(Exercise directions): Answer with one number only: how many lines in this material contain the word "contains"?
Input for this task below:
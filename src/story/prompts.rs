//! Prompts sent to the text model.

use crate::story::outline::{ChapterPlan, Outline};

/// Longest scene handed to the image model, in words of chapter prose.
const SCENE_WORDS: usize = 60;

pub fn outline_prompt(topic: &str, chapters: usize, audience: &str) -> String {
    format!(
        "You are an experienced children's book author. Plan a storybook about {topic} \
         for children aged {audience}.\n\n\
         The story needs a compelling title related to {topic}, exactly {chapters} chapters \
         that flow logically, and a short list of recurring characters with how they look, \
         so an illustrator can draw them consistently.\n\n\
         Answer with these lines and nothing else:\n\
         TITLE: <story title>\n\
         CHAPTER 1: <chapter title>\n\
         ... one CHAPTER line per chapter, numbered 1 to {chapters} ...\n\
         CHARACTERS: <one line describing the main characters' names and appearance>"
    )
}

pub fn chapter_prompt(
    outline: &Outline,
    chapter: &ChapterPlan,
    topic: &str,
    words: usize,
    audience: &str,
) -> String {
    let characters = if outline.characters.is_empty() {
        "(as you see fit)"
    } else {
        outline.characters.as_str()
    };
    let plan: String = outline
        .chapters
        .iter()
        .map(|c| format!("{}. {}\n", c.number, c.title))
        .collect();
    format!(
        "You are writing \"{title}\", a children's storybook about {topic} for ages {audience}.\n\n\
         Characters: {characters}\n\n\
         Chapters:\n{plan}\n\
         Write chapter {number}, \"{chapter_title}\", in about {words} words. Use simple, \
         age-appropriate language with some dialogue and vivid description, keep the \
         characters consistent, and give the chapter a clear beginning, middle and end.\n\
         Return only the chapter prose: no heading, no chapter number, no notes.",
        title = outline.title,
        number = chapter.number,
        chapter_title = chapter.title,
    )
}

/// Strip headings and title echoes a model sometimes adds around the prose.
pub fn clean_chapter_text(text: &str, chapter: &ChapterPlan) -> String {
    text.lines()
        .skip_while(|line| {
            let t = line.trim();
            t.is_empty() || t.starts_with('#') || t.trim_matches('*').trim() == chapter.title
        })
        .collect::<Vec<_>>()
        .join("\n")
        .trim()
        .to_string()
}

/// What the illustrator should draw for a chapter: the opening of its prose
/// plus the character sheet.
pub fn scene_description(chapter_text: &str, characters: &str) -> String {
    let words: Vec<&str> = chapter_text.split_whitespace().collect();
    let mut scene = words[..words.len().min(SCENE_WORDS)].join(" ");
    if words.len() > SCENE_WORDS {
        scene.push_str("...");
    }
    if !characters.is_empty() {
        scene.push_str(" Characters: ");
        scene.push_str(characters);
    }
    scene
}
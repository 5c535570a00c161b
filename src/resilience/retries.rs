//! Retry policy.
//!
//! # Responsibilities
//! - Hold the per-operation-kind attempt limit and backoff shape
//! - Decide whether another attempt on the same backend is allowed
//!
//! # Design Decisions
//! - Only throttling is retried on the same backend; hard failures move on
//! - Each backend in a chain gets its own fresh attempt count
//! - Constants come from configuration, never from code

use std::time::Duration;

use crate::config::RetryConfig;

/// Attempt limit and backoff shape for one operation kind.
#[derive(Debug, Clone, Copy, PartialEq)]
pub struct RetryPolicy {
    /// Maximum attempts per backend, including the first.
    pub max_attempts: u32,
    pub base_delay: Duration,
    pub multiplier: f64,
    pub max_delay: Duration,
    pub jitter: bool,
}

impl RetryPolicy {
    /// A policy that never retries.
    pub fn no_retry() -> Self {
        Self {
            max_attempts: 1,
            base_delay: Duration::ZERO,
            multiplier: 1.0,
            max_delay: Duration::ZERO,
            jitter: false,
        }
    }

    /// Attempts allowed per backend; a configured zero still allows one call.
    pub fn attempts(&self) -> u32 {
        self.max_attempts.max(1)
    }

    /// True if attempt number `attempt` (1-based, just failed) may be followed by another.
    pub fn allows_retry_after(&self, attempt: u32) -> bool {
        attempt < self.attempts()
    }
}

impl From<&RetryConfig> for RetryPolicy {
    fn from(config: &RetryConfig) -> Self {
        Self {
            max_attempts: config.max_attempts,
            base_delay: Duration::from_millis(config.base_delay_ms),
            multiplier: config.multiplier,
            max_delay: Duration::from_millis(config.max_delay_ms.max(config.base_delay_ms)),
            jitter: config.jitter,
        }
    }
}
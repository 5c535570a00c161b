//! Configuration loading from disk and the environment.

use std::fs;
use std::path::Path;

use crate::config::schema::StorybookConfig;
use crate::config::validation::{validate_config, ValidationError};

/// Error type for configuration loading.
#[derive(Debug)]
pub enum ConfigError {
    Io(std::io::Error),
    Parse(toml::de::Error),
    Validation(Vec<ValidationError>),
    MissingSecrets(Vec<String>),
}

impl std::fmt::Display for ConfigError {
    fn fmt(&self, f: &mut std::fmt::Formatter<'_>) -> std::fmt::Result {
        match self {
            ConfigError::Io(e) => write!(f, "IO error: {}", e),
            ConfigError::Parse(e) => write!(f, "Parse error: {}", e),
            ConfigError::Validation(errors) => {
                write!(f, "Validation failed: ")?;
                for (i, err) in errors.iter().enumerate() {
                    if i > 0 { write!(f, ", ")?; }
                    write!(f, "{}", err)?;
                }
                Ok(())
            }
            ConfigError::MissingSecrets(names) => {
                write!(f, "Environment variable(s) not set: {}", names.join(", "))
            }
        }
    }
}

impl std::error::Error for ConfigError {}

/// Parse and validate configuration text.
pub fn parse_config(content: &str) -> Result<StorybookConfig, ConfigError> {
    let config: StorybookConfig = toml::from_str(content).map_err(ConfigError::Parse)?;

    validate_config(&config).map_err(ConfigError::Validation)?;

    Ok(config)
}

/// Load and validate configuration from a TOML file.
pub fn load_config(path: &Path) -> Result<StorybookConfig, ConfigError> {
    let content = fs::read_to_string(path).map_err(ConfigError::Io)?;
    parse_config(&content)
}

/// Load from `path` when given, otherwise validated defaults.
pub fn load_or_default(path: Option<&Path>) -> Result<StorybookConfig, ConfigError> {
    match path {
        Some(path) => load_config(path),
        None => parse_config(""),
    }
}

/// API keys read from the environment at startup.
#[derive(Clone)]
pub struct Secrets {
    pub text_api_key: String,
    pub image_api_key: String,
}

impl std::fmt::Debug for Secrets {
    fn fmt(&self, f: &mut std::fmt::Formatter<'_>) -> std::fmt::Result {
        f.debug_struct("Secrets")
            .field("text_api_key", &"<redacted>")
            .field("image_api_key", &"<redacted>")
            .finish()
    }
}

impl Secrets {
    /// Read both keys, reporting every missing variable at once.
    pub fn from_env(config: &StorybookConfig) -> Result<Self, ConfigError> {
        Self::from_lookup(config, |name| std::env::var(name).ok())
    }

    /// Read both keys through `lookup`.
    pub fn from_lookup<F>(config: &StorybookConfig, lookup: F) -> Result<Self, ConfigError>
    where
        F: Fn(&str) -> Option<String>,
    {
        let mut missing = Vec::new();
        let mut read = |name: &str| match lookup(name).filter(|v| !v.trim().is_empty()) {
            Some(value) => value,
            None => {
                missing.push(name.to_string());
                String::new()
            }
        };

        let text_api_key = read(&config.text.api_key_env);
        let image_api_key = read(&config.image.api_key_env);

        if !missing.is_empty() {
            return Err(ConfigError::MissingSecrets(missing));
        }

        Ok(Self {
            text_api_key,
            image_api_key,
        })
    }
}

#[cfg(test)]
mod tests {
    use super::*;
    use crate::config::schema::ConverterKind;
    use std::io::Write;

    #[test]
    fn test_load_config_from_file() {
        let mut file = tempfile::NamedTempFile::new().unwrap();
        writeln!(file, "[story]\nchapters = 3\n\n[image]\nconcurrency = 2").unwrap();

        let config = load_config(file.path()).unwrap();
        assert_eq!(config.story.chapters, 3);
        assert_eq!(config.image.concurrency, 2);
    }

    #[test]
    fn test_example_config_loads() {
        let path = Path::new(env!("CARGO_MANIFEST_DIR")).join("storybook.example.toml");
        let config = load_config(&path).unwrap();
        assert_eq!(config.text.models.len(), 2);
        assert_eq!(config.convert.methods.last(), Some(&ConverterKind::Html));
        assert_eq!(config.retries.image.max_attempts, 3);
    }

    #[test]
    fn test_parse_error() {
        let err = parse_config("[story\nchapters = ").unwrap_err();
        assert!(matches!(err, ConfigError::Parse(_)));
    }

    #[test]
    fn test_validation_error_lists_all() {
        let err = parse_config("[story]\nchapters = 0\nwords_per_chapter = 0").unwrap_err();
        let msg = err.to_string();
        assert!(msg.starts_with("Validation failed: "));
        assert!(msg.contains("story.chapters"));
        assert!(msg.contains("story.words_per_chapter"));
    }

    #[test]
    fn test_missing_file() {
        let err = load_config(Path::new("/definitely/not/here.toml")).unwrap_err();
        assert!(matches!(err, ConfigError::Io(_)));
    }

    #[test]
    fn test_secrets_report_every_missing_variable() {
        let config = StorybookConfig::default();
        let err = Secrets::from_lookup(&config, |_| None).unwrap_err();
        assert_eq!(
            err.to_string(),
            "Environment variable(s) not set: GOOGLE_API_KEY, HUGGINGFACE_API_KEY"
        );

        let secrets = Secrets::from_lookup(&config, |name| Some(format!("{name}-value"))).unwrap();
        assert_eq!(secrets.text_api_key, "GOOGLE_API_KEY-value");
        assert!(!format!("{secrets:?}").contains("value"));
    }
}
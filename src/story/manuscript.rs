//! The finished story and its markdown form.

use serde::Serialize;

use crate::document::PLACEHOLDER_PREFIX;

/// Longest placeholder text, in characters of the scene description.
pub const PLACEHOLDER_CHARS: usize = 100;

/// What sits above a chapter's prose.
#[derive(Debug, Clone, PartialEq, Eq, Serialize)]
#[serde(tag = "type", content = "value", rename_all = "snake_case")]
pub enum Illustration {
    /// Image file, relative to the markdown file.
    Image(String),
    /// Description shown when no image could be generated.
    Placeholder(String),
}

impl Illustration {
    /// Placeholder built from the start of a scene description.
    pub fn placeholder(scene: &str) -> Self {
        let text: String = scene
            .chars()
            .take(PLACEHOLDER_CHARS)
            .map(|c| match c {
                // keep the markdown image syntax intact
                '(' | ')' | '[' | ']' => ' ',
                '\n' | '\r' => ' ',
                c => c,
            })
            .collect();
        Illustration::Placeholder(text.trim().to_string())
    }

    pub fn is_image(&self) -> bool {
        matches!(self, Illustration::Image(_))
    }

    fn target(&self) -> String {
        match self {
            Illustration::Image(path) => path.clone(),
            Illustration::Placeholder(text) => format!("{PLACEHOLDER_PREFIX} {text}"),
        }
    }
}

#[derive(Debug, Clone, PartialEq, Eq, Serialize)]
pub struct Chapter {
    pub number: usize,
    pub title: String,
    pub text: String,
    pub illustration: Illustration,
}

#[derive(Debug, Clone, PartialEq, Eq, Serialize)]
pub struct Manuscript {
    pub title: String,
    pub chapters: Vec<Chapter>,
}

impl Manuscript {
    /// Markdown layout understood by the document renderer.
    pub fn to_markdown(&self) -> String {
        let mut out = format!("# {}\n\n", self.title);
        for chapter in &self.chapters {
            out.push_str(&format!(
                "## Chapter {}: {}\n\n![Chapter {} Image]({})\n\n{}\n\n",
                chapter.number,
                chapter.title,
                chapter.number,
                chapter.illustration.target(),
                chapter.text.trim()
            ));
        }
        out
    }

    pub fn images(&self) -> usize {
        self.chapters.iter().filter(|c| c.illustration.is_image()).count()
    }

    pub fn placeholders(&self) -> usize {
        self.chapters.len() - self.images()
    }
}

/// File name for a chapter's image: `chapter_<n>_` followed by the scene's
/// first five words, reduced to `[a-z0-9_]` and joined by underscores.
pub fn image_file_name(chapter: usize, scene: &str) -> String {
    let stem = scene
        .split_whitespace()
        .take(5)
        .map(|word| {
            word.chars()
                .filter(|c| c.is_ascii_alphanumeric() || *c == '_')
                .collect::<String>()
        })
        .filter(|word| !word.is_empty())
        .collect::<Vec<_>>()
        .join("_")
        .to_lowercase();

    if stem.is_empty() {
        format!("chapter_{chapter}.png")
    } else {
        format!("chapter_{chapter}_{stem}.png")
    }
}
End of Input for this task.
(Answer section): 3